The Central Bankers Talked and the Markets Fell… Several Federal Reserve Bank presidents and governors as well as Fed Chair Powell spoke this week. Their comments centered around the need for more stimulus spending, which doesn’t appear to be forthcoming.
What it means— Fed bankers, including Kaplan, Brainard, Williams, Bostic, Evans, Barkin, Clarida, Mester, Rosengren, Quarles, and Powell, spoke this week. The Chair testified in Congress and the others spoke at various engagements. You didn’t have to listen too long to get the message. Inflation won’t be coming back anytime soon. When it does, the Fed won’t react for a long time. Interest rates will remain low for years.
The Fed has done its job by propping up assets. Congress and the administration should do their jobs and give away more cash.
Some politicians have challenged the Fed to do more. Powell and others have addressed this by pointing out that the Fed doesn’t lend money it expects to lose; that’s the job of people who give grants and aid, namely, Congress.
Investors got the message but didn’t like it very much. With the chance of a new relief package from Congress fading, investors sold off just about everything and the big tech names fell hard. But don’t count out the markets just yet. This is also the end of the third quarter, and institutional investors, the kind who adhere to allocations by asset class, have made a bundle on stocks over the last 90 days. Part of selloff could be just normal reshuffling.
Existing Home Sales Increased 2.4% in August…Sales of pre-existing homes, which make up about 90% of the market, expanded again last month and are now 10.6% higher than at this time last year.
What it means— Home sales are still on a tear. Existing home sales last month reached an annualized rate of 6 million units, the highest sales rate since December 2006. Sales in the Northeast, where urban dwellers are fleeing to the suburbs, jumped 13.8%. In addition to selling at a faster pace, homes also sold at higher prices. The median existing home price reached a record high of $310,600. The big story in housing continues to be the lack of supply. At the current sales pace, the market has about a 3.1-month supply, which is less than the 4-month supply we had last year and way below the 7-month supply that’s considered a balanced market.
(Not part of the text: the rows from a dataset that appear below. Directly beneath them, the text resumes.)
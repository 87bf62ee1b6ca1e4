//! Synchronous QR payout rail: the dispatch response itself confirms or
//! rejects the payment.

use async_trait::async_trait;
use rust_decimal::Decimal;
use serde::Deserialize;
use url::Url;

use crate::error::PaymentError;
use crate::model::PaymentMethod;

use super::{PaymentDispatch, PaymentService, PaymentStatusClass};

#[derive(Debug, Clone)]
pub struct QrInstantConfig {
    pub base_url: Url,
    pub api_key: String,
    pub enabled: bool,
}

pub struct QrInstantService {
    client: reqwest::Client,
    config: QrInstantConfig,
}

#[derive(Debug, Deserialize)]
struct DispatchResponse {
    status: String,
    payment_id: Option<String>,
}

impl QrInstantService {
    pub fn new(client: reqwest::Client, config: QrInstantConfig) -> Self {
        Self { client, config }
    }
}

#[async_trait]
impl PaymentService for QrInstantService {
    fn method(&self) -> PaymentMethod {
        PaymentMethod::QrInstant
    }

    fn is_async(&self) -> bool {
        false
    }

    fn is_enabled(&self) -> bool {
        self.config.enabled
    }

    async fn send_payment(
        &self,
        account: &str,
        value: Decimal,
        qr_code: Option<&str>,
    ) -> Result<PaymentDispatch, PaymentError> {
        let url = self
            .config
            .base_url
            .join("payments")
            .map_err(|e| PaymentError::Provider(format!("invalid base url: {e}")))?;

        let response = self
            .client
            .post(url)
            .bearer_auth(&self.config.api_key)
            .json(&serde_json::json!({
                "account": account,
                "amount": value.to_string(),
                "qr_code": qr_code,
            }))
            .send()
            .await?;

        if !response.status().is_success() {
            return Err(PaymentError::Provider(format!(
                "dispatch returned status {}",
                response.status()
            )));
        }

        let body: DispatchResponse = response.json().await?;

        Ok(PaymentDispatch {
            success: self.map_status(&body.status) == PaymentStatusClass::Completed,
            external_id: body.payment_id,
        })
    }

    fn map_status(&self, raw_status: &str) -> PaymentStatusClass {
        match raw_status {
            "paid" | "confirmed" => PaymentStatusClass::Completed,
            "rejected" | "expired" | "error" => PaymentStatusClass::Failed,
            _ => PaymentStatusClass::Processing,
        }
    }
}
New Home Sales Up 4.8% in August… New home sales increased to an annual rate of 1.011 million units. Like existing home sales, these sales were at their fastest pace since 2006.
What it means— New home sales are now up 43% over last year, which is fabulous for that industry. The median sale price reached $312,800. Like existing home sales, the market suffers from low inventory. Home builders have been a bit of a haven in this market, as tech stocks have been falling back to earth.
Durable Goods Orders Rose 0.4% in August, Short of the 1.5% Expectation… Excluding transportation, orders also rose 0.4%. The gains come after an 11.7% rise in July and a 7.7% increase in June.
What it means— The headline number and the ex-transports figure were both sort of “meh,” but deeper in the report, core capital goods orders rose 1.8% last month after gaining 2.5% in August. Those numbers don’t show the same blistering pace as the headline figures, but they continue to move in the right direction. Overall, the report shows that we’re still in recovery mode, and after the first few months of zooming higher we’re now settling in for the long, uneven slog of working out which businesses and sectors will thrive and which ones will never return to their prior levels.
Alignable Business Networking Site Finds 32% of Firms Did Not Pay Full Rent in August… The company started surveying businesses about rent payments in April. It found that 48% of businesses didn’t pay full rent that month, followed by 40% in May. The number has plateaued around 33% for the past four months.
What it means— One man’s payment is another man’s income. The Alignable survey covers more than 5,500 businesses giving us a pretty good look at the trouble at small firms, and the results imply that a lot of landlords aren’t getting what they expected and might have trouble paying the mortgage on their properties. The mortgages are owed to lenders, often banks and/or investors, through collateralized mortgage-backed securities (CMBS).
If landlords can’t make their payments, then the loans and bonds become impaired, which can cause disruptions in the credit markets. We’re still in the early stretch of the economic shakeout after the pandemic. The problems in the credit market are likely to show up in the first quarter of 2021.
Playboy Enterprises Expected to Go Public Again… Playboy? Like old rockers such as Boz Scaggs and Bob Seger, Playboy is one of those things that you might mistakenly have thought was dead after decades of university feminism courses.
What it means— The company went private in 2011 and ended the print edition earlier this year. Now the firm is considering going public again through a reverse merger with a special purpose acquisition company (SPAC). While young (and old) men across the nation won’t be able to stash print editions around the house, they might be able to buy shares. Perhaps they can petition the company to make physical stock certificates available… and to adorn them with pictures.